Historicizing Art: Knowledge Production in Art History in Estonia amidst Changing Ideologies and Disciplinary Developments (PUT, 2015–2018)

Conference "Art History and Socialism(s) after World War II: The 1940s until the 1960s". Photo: Kristina Jõekalda

The main objective of the research project is to examine the processes in art historiography and knowledge production (writing of art histories, exhibition practice etc.) in Estonia from the 19th to the 21st century in an international comparison. Throughout times same works of art and architecture, as well as entire narratives of local artistic development, have been presented in various ways and assembled into surprisingly differing histories. These, in turn, have formed the basis for understanding and perceiving historical art in the society at large. The project Historicizing Art: Knowledge Production in Art History in Estonia amidst Changing Ideologies and Disciplinary Developments aims to explore how these juxtaposing art histories relate to and differ from one another, and how politics, ideologies, the international discourse of art history and local historiographical tradition have affected these different interpretations. Thus the project sets one of its tasks also to study the historical cultural situations and transnational cultural exchange that have brought these particular perceptions of heritage about.

Principal investigator: Krista Kodres

Senior research staff: Virve Sarapik

Other research staff: Kristina Jõekalda, Kädi Talvoja, Eero Kangor, Maria Jäärats (PhD students)

Duration: 2015–2018

Project type: Personal Research Funding grant PUT788

Financed by the Estonian Research Council

See in the Estonian Research Information System

MAIN RESULTS:

The research group organized the conference Art History and Socialism(s) after World War II: The 1940s until the 1960s (27th–29th Oct. 2016, Tallinn). Follow-up conferences in the same series were held in late 2017 in Leipzig and in early 2020 in Berlin.

The research group initiated a seminar series (Kunsti)ajalooloome. Ümberkirjutamise küsimusi [Questions of constructing and rewriting (art) history], comprising three meetings: Prof. Marek Tamm (January 2016), Prof. Tiina-Ann Kirss (March 2017) and Dr. Epp Annus (May 2018).

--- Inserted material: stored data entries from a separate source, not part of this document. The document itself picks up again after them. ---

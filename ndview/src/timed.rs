//! Wraparound views whose first axis carries absolute time labels.

use core::fmt;

use ndview_core::{
    check_axis, stepped_origin, Dimension, Error, Mutability, RemoveAxis, Result, SliceView, Time,
    View,
};

use crate::strided::StridedView;
use crate::wrap::WrapView;

/// Bind axis 0 of `view` to time labels starting at `start_time`.
///
/// See [TimedView::new].
pub fn timed<V>(view: WrapView<V>, start_time: Time) -> Result<TimedView<V>>
where
    V: View,
{
    TimedView::new(view, start_time)
}

/// A wraparound view whose axis 0 is labelled with absolute times.
///
/// Local coordinate `c` along axis 0 carries the time `start_time + c`.
/// Sectioning axis 0 re-derives the start time, so labels stay consistent
/// with the stream the view was taken from however often it is sectioned.
pub struct TimedView<V>
where
    V: View,
{
    wrap: WrapView<V>,
    start_time: Time,
}

impl<V> TimedView<V>
where
    V: View,
{
    /// Label axis 0 of `view` starting at `start_time`.
    ///
    /// Fails with [Error::AxisOutOfRange] for zero-dimensional views, which
    /// have no axis to carry time.
    ///
    /// ```
    /// use ndview::{timed, wraparound, StridedView};
    ///
    /// let data = (0u32..120).collect::<Vec<_>>();
    /// let raw = StridedView::from_slice(&data, [10, 3, 4])?;
    /// let view = timed(wraparound(raw, [-3, 2, 1], [2, 7, 3], [1, 2, -1])?, 100)?;
    ///
    /// assert_eq!(view.duration(), 5);
    /// assert_eq!(view.end_time(), 105);
    /// assert_eq!(view.time_to_coordinate(102)?, 2);
    /// # Ok::<_, ndview::Error>(())
    /// ```
    pub fn new(wrap: WrapView<V>, start_time: Time) -> Result<Self> {
        check_axis::<V::Dim>(0)?;
        Ok(Self { wrap, start_time })
    }

    /// Test if this is a null view.
    #[inline]
    pub fn is_null(&self) -> bool {
        self.wrap.is_null()
    }

    /// The time of local coordinate zero along axis 0.
    #[inline]
    pub fn start_time(&self) -> Time {
        self.start_time
    }

    /// The exclusive end time.
    #[inline]
    pub fn end_time(&self) -> Time {
        self.start_time + self.duration()
    }

    /// The extent of axis 0.
    #[inline]
    pub fn duration(&self) -> Time {
        self.wrap.shape().as_slice()[0] as Time
    }

    /// The local coordinate along axis 0 of `time`.
    ///
    /// Fails with [Error::TimeOutOfRange] if `time` is outside of
    /// `start_time..end_time`.
    pub fn time_to_coordinate(&self, time: Time) -> Result<isize> {
        if time < self.start_time || time >= self.end_time() {
            return Err(Error::TimeOutOfRange {
                time,
                start: self.start_time,
                end: self.end_time(),
            });
        }

        Ok((time - self.start_time) as isize)
    }

    /// The time carried by the local coordinate `coord` along axis 0.
    #[inline]
    pub fn coordinate_to_time(&self, coord: isize) -> Time {
        coord as Time + self.start_time
    }

    /// The logical extent along every axis.
    #[inline]
    pub fn shape(&self) -> V::Dim {
        self.wrap.shape()
    }

    /// The number of logical elements.
    #[inline]
    pub fn size(&self) -> usize {
        self.wrap.size()
    }

    /// The address of the element at logical coordinate zero.
    pub fn start(&self) -> *const u8 {
        self.wrap.start()
    }

    /// The underlying wraparound view, without time labels.
    #[inline]
    pub fn non_timed(&self) -> WrapView<V> {
        self.wrap.clone()
    }

    /// Index every axis at a logical coordinate.
    pub fn at(&self, coord: V::Dim) -> Result<V::Point> {
        self.wrap.at(coord)
    }

    /// Index axis 0 at the local coordinate `coord`, dropping the time
    /// labels with the axis that carried them.
    pub fn index(&self, coord: isize) -> Result<WrapView<V::Slice>>
    where
        V: SliceView,
        V::Dim: RemoveAxis<Smaller = <V::Slice as View>::Dim>,
    {
        self.wrap.slice(coord, 0)
    }

    /// Index axis 0 at `time`.
    pub fn at_time(&self, time: Time) -> Result<WrapView<V::Slice>>
    where
        V: SliceView,
        V::Dim: RemoveAxis<Smaller = <V::Slice as View>::Dim>,
    {
        self.index(self.time_to_coordinate(time)?)
    }

    /// Section axis 0 over the times `start..end`.
    ///
    /// Fails with [Error::TimeOutOfRange] unless
    /// `start_time <= start <= end <= end_time`.
    pub fn tsection(&self, start: Time, end: Time) -> Result<Self> {
        for time in [start, end] {
            if time < self.start_time || time > self.end_time() || end < start {
                return Err(Error::TimeOutOfRange {
                    time,
                    start: self.start_time,
                    end: self.end_time(),
                });
            }
        }

        let start = (start - self.start_time) as isize;
        let end = (end - self.start_time) as isize;
        self.axis_section(0, start, end, 1)
    }

    /// Fix `axis`, which must not be the time axis, to the logical `index`.
    ///
    /// Fails with [Error::TimeAxis] for axis 0, see [TimedView::index].
    pub fn slice(&self, index: isize, axis: usize) -> Result<TimedView<V::Slice>>
    where
        V: SliceView,
        V::Dim: RemoveAxis<Smaller = <V::Slice as View>::Dim>,
    {
        if axis == 0 {
            return Err(Error::TimeAxis);
        }

        Ok(TimedView {
            wrap: self.wrap.slice(index, axis)?,
            start_time: self.start_time,
        })
    }

    /// Section the logical range of `axis` over `start..end` with `step`.
    ///
    /// Sectioning axis 0 moves the start time to the time of the first
    /// visited coordinate, so that the frame at coordinate zero of the section
    /// keeps its label. For negative steps that is `end - 1` and not `start`.
    /// Labels of a reversed section still increase along its axis, so only its
    /// first frame carries its original time.
    pub fn axis_section(&self, axis: usize, start: isize, end: isize, step: isize) -> Result<Self> {
        let wrap = self.wrap.axis_section(axis, start, end, step)?;

        let start_time = if axis == 0 {
            self.coordinate_to_time(stepped_origin(start, end, step))
        } else {
            self.start_time
        };

        Ok(Self { wrap, start_time })
    }

    /// Section every logical axis over `start..end` with `steps`.
    pub fn section(&self, start: V::Dim, end: V::Dim, steps: V::Dim) -> Result<Self> {
        View::section(self, start, end, steps)
    }

    /// Replace the wraparound view and start time with those of `other`.
    pub fn reset(&mut self, other: Self) {
        tracing::trace!(start_time = other.start_time, "reset timed view");
        *self = other;
    }

    /// Test if both views have the same descriptors and start time.
    pub fn same(&self, other: &Self) -> bool {
        self.wrap.same(&other.wrap) && self.start_time == other.start_time
    }
}

impl<'a, T, D, M> TimedView<StridedView<'a, T, D, M>>
where
    D: Dimension,
    M: Mutability,
{
    /// Read the element at a logical coordinate.
    pub fn get(&self, coord: D) -> Result<T>
    where
        T: Copy,
    {
        self.wrap.get(coord)
    }
}

impl<V> Clone for TimedView<V>
where
    V: View,
{
    fn clone(&self) -> Self {
        Self {
            wrap: self.wrap.clone(),
            start_time: self.start_time,
        }
    }
}

impl<V> Copy for TimedView<V> where V: View + Copy {}

impl<V> View for TimedView<V>
where
    V: View,
{
    type Dim = V::Dim;
    type Point = V::Point;

    #[inline]
    fn is_null(&self) -> bool {
        TimedView::is_null(self)
    }

    fn start(&self) -> *const u8 {
        TimedView::start(self)
    }

    #[inline]
    fn shape(&self) -> V::Dim {
        TimedView::shape(self)
    }

    fn at(&self, coord: V::Dim) -> Result<V::Point> {
        TimedView::at(self, coord)
    }

    fn axis_section(&self, axis: usize, start: isize, end: isize, step: isize) -> Result<Self> {
        TimedView::axis_section(self, axis, start, end, step)
    }

    fn same(&self, other: &Self) -> bool {
        TimedView::same(self, other)
    }
}

/// Timed views are equal when their descriptors and start times are, see
/// [TimedView::same].
impl<V> PartialEq for TimedView<V>
where
    V: View,
{
    fn eq(&self, other: &Self) -> bool {
        self.same(other)
    }
}

impl<V> fmt::Debug for TimedView<V>
where
    V: View + fmt::Debug,
{
    fn fmt(&self, f: &mut fmt::Formatter<'_>) -> fmt::Result {
        f.debug_struct("TimedView")
            .field("wrap", &self.wrap)
            .field("start_time", &self.start_time)
            .finish()
    }
}
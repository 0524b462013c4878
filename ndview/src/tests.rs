//! Note: some of these tests duplicate doc tests, but they're here so that we
//! can run them through miri and get a good idea of the soundness of the raw
//! pointer arithmetic in the views.

mod opaque;
mod strided;
mod wrap;
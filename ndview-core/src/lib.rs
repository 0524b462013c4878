//! The core traits of [ndview].
//!
//! If you want to build a component which navigates frame buffers without
//! depending on any one concrete view you can add a dependency directly to
//! these traits instead of depending on all of the [ndview] crate.
//!
//! [ndview]: https://docs.rs/ndview

#![deny(missing_docs, rustdoc::broken_intra_doc_links)]
#![allow(clippy::should_implement_trait)]

mod call;
pub use self::call::AxisCall;

mod dimension;
pub use self::dimension::{Dimension, Indices, InsertAxis, RemoveAxis, Span, MAX_NDIM};

mod element;
pub use self::element::Element;

mod error;
pub use self::error::{Error, Result};

mod frame_format;
pub use self::frame_format::FrameFormat;

mod mutability;
pub use self::mutability::{Const, Mut, Mutability};

mod view;
pub use self::view::{check_axis, check_shape, stepped_len, stepped_origin, SliceView, View};

/// Time labels used by timed views.
pub type Time = i64;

Two dissertations were completed at the Institute of Art History and Visual Culture: Kädi Talvoja’s Severe Style in the Context of Estonian Art History Writing (2019) and Kristina Jõekalda’s German Monuments in the Baltic Heimat? A Historiography of Heritage in the ‘Long Nineteenth Century’  (2020).

Staff members published at least 17 peer-reviewed articles – Kodres 2015, 2016a–b, 2018, 2019; Sarapik 2015, 2016, 2019; Talvoja 2017, 2018, 2019; Jõekalda 2015a–b, 2018, 2019a–b; Kangor 2019, plus many popular ones (see in the Estonian Research Information System) – and the special issue Art and Ideologies (Sarapik/Ventsel 2017).

The work of the research group culminated with the edited collection A Socialist Realist History? Writing Art History in the Post-War Decades. Eds. Krista Kodres, Kristina Jõekalda, Michaela Marek. (Das östliche Europa. Kunst- und Kulturgeschichte 9.) Köln, Weimar, Wien: Böhlau, 2019. The book received the Estonian Academy of Arts academic publication award in late 2019. Reviews published in the Journal of Art Historiography, sehepunkte, Histara. Les comptes rendus and Sirp.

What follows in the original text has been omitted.